Considering the effects of the virus as it travelled down throughout Italy, it is very moving the mourning that has struck the San Bernardino House of the Franciscan Sisters of Mary in Porano, in the province of Terni. Sister Paola, the 70-year-old mother superior, has seen elderly sisters die, as she would never have imagined four of them one after the other, starving for air.  Three sisters in their nineties, one was 103 years old, and the terror of contagion for all the others.
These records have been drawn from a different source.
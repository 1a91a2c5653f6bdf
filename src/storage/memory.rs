//! In-process message store

use crate::error::{BoardError, Result};
use crate::types::{Message, MessageId, PatchMessage, UpdateMessage};

/// Ordered message records plus the id counter.
///
/// Ids start at 1 and are never handed out twice, even after removal.
#[derive(Debug)]
pub struct MessageStore {
    messages: Vec<Message>,
    next_id: MessageId,
}

impl MessageStore {
    pub fn new() -> Self {
        Self {
            messages: Vec::new(),
            next_id: 1,
        }
    }

    pub fn all(&self) -> &[Message] {
        &self.messages
    }

    pub fn len(&self) -> usize {
        self.messages.len()
    }

    pub fn is_empty(&self) -> bool {
        self.messages.is_empty()
    }

    fn position(&self, id: MessageId) -> Result<usize> {
        self.messages
            .iter()
            .position(|m| m.id == id)
            .ok_or(BoardError::NotFound(id))
    }

    pub fn get(&self, id: MessageId) -> Result<&Message> {
        let index = self.position(id)?;
        Ok(&self.messages[index])
    }

    pub fn insert(&mut self, text: String) -> Message {
        let message = Message {
            id: self.next_id,
            text,
        };
        self.next_id += 1;
        self.messages.push(message.clone());
        message
    }

    pub fn replace(&mut self, id: MessageId, data: UpdateMessage) -> Result<Message> {
        let index = self.position(id)?;
        let message = Message {
            id,
            text: data.text,
        };
        self.messages[index] = message.clone();
        Ok(message)
    }

    pub fn merge(&mut self, id: MessageId, data: PatchMessage) -> Result<Message> {
        let index = self.position(id)?;
        let slot = &mut self.messages[index];
        if let Some(text) = data.text {
            slot.text = text;
        }
        Ok(slot.clone())
    }

    pub fn delete(&mut self, id: MessageId) -> Result<Message> {
        let index = self.position(id)?;
        Ok(self.messages.remove(index))
    }
}

impl Default for MessageStore {
    fn default() -> Self {
        Self::new()
    }
}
A lot of help arrived in support of the 39 nuns isolated in the Porano convent, including gifts brought by Cardinal Konrad Krajewski, the Pope's alms-giver.

The four nuns who died in the Cristo Re convent in Eboli, Salerno, between November and December were swept away by the second wave: the youngest, Sister Anna, was 70 years old, the oldest, Sister Gabriella, 93. In addition, the three Ursulines at the Castello di Capriolo, in the Brescia area.  The first to leave us was Sister Lina Guiducci, 90, the convent’s cook, and well known in the city especially among the over 40s who attended the nursery school run for decades by the sisters of the Castello; then Sister Santina (93), followed by Sister Marcellina (88).

To this list, we add the three Sisters of Charity from Arpino, in the province of Frosinone, who lived in the St Vincenzo de’ Paoli Institute. Actually, they had not been outside for some time, for they were already ill. Their names, Sister Lidia, Sister Franca and Sister Maria Grazia, all three of them over 90. Here, too, the convent was a school, and here, too, many adults remember the teacher sisters with nostalgia.

There are many others who have left their mark on their communities. Like Sister Emilia Scaperrotta of the Institute of the Conservatory of the Sisters of St Francis Xavier in Ariano Irpino, Avellino. She had been the director of the parish school and superior of the main house.

Then, there was the passing of Sister Magdalene of the Sacred Heart of Jesus, Carmelite of the monastery of Santo Stefano degli Ulivi in Ravenna. And sister Pina Leuzzi of the Marcelline sisters who run the Panico hospital in Tricase, Lecce, who died December 12.

Covid-19 has claimed a high price all over the world. In the United States, for example, eight people were taken last December at Notre Dame in Elm Grove, Milwaukee, Wisconsin.  These Sisters were educators, music teachers, nurses, missionaries, and almost all of them over 90 years old.  Nine others died in the Sas José Provincial House in Lathan, Albany, New York State. In July, 13 died at St Felix Convent in Livonia, Michigan. They ranged in age from 69 to 92 years, and some of them were still working as educators, librarians, teachers, nurses, missionaries, and one was serving in the Vatican. As the mother superior, Mary Andrew Budinski, states, “The contagion spread like a forest fire”.

Johana Rivera Ramos died young, at 33, right at the start of the pandemic in Cartagena, Colombia. A year later, the light at the end of the tunnel was shown by Sister André Randon, Europe's oldest woman, who defeated Covid in Toulon, Provence, at the age of 117. The whole world celebrated with her, from the director of the WHO, Hans Kluge, to the Daughters of Charity of St Vincenzo de’ Paoli, her congregation, the largest female congregation in the Church.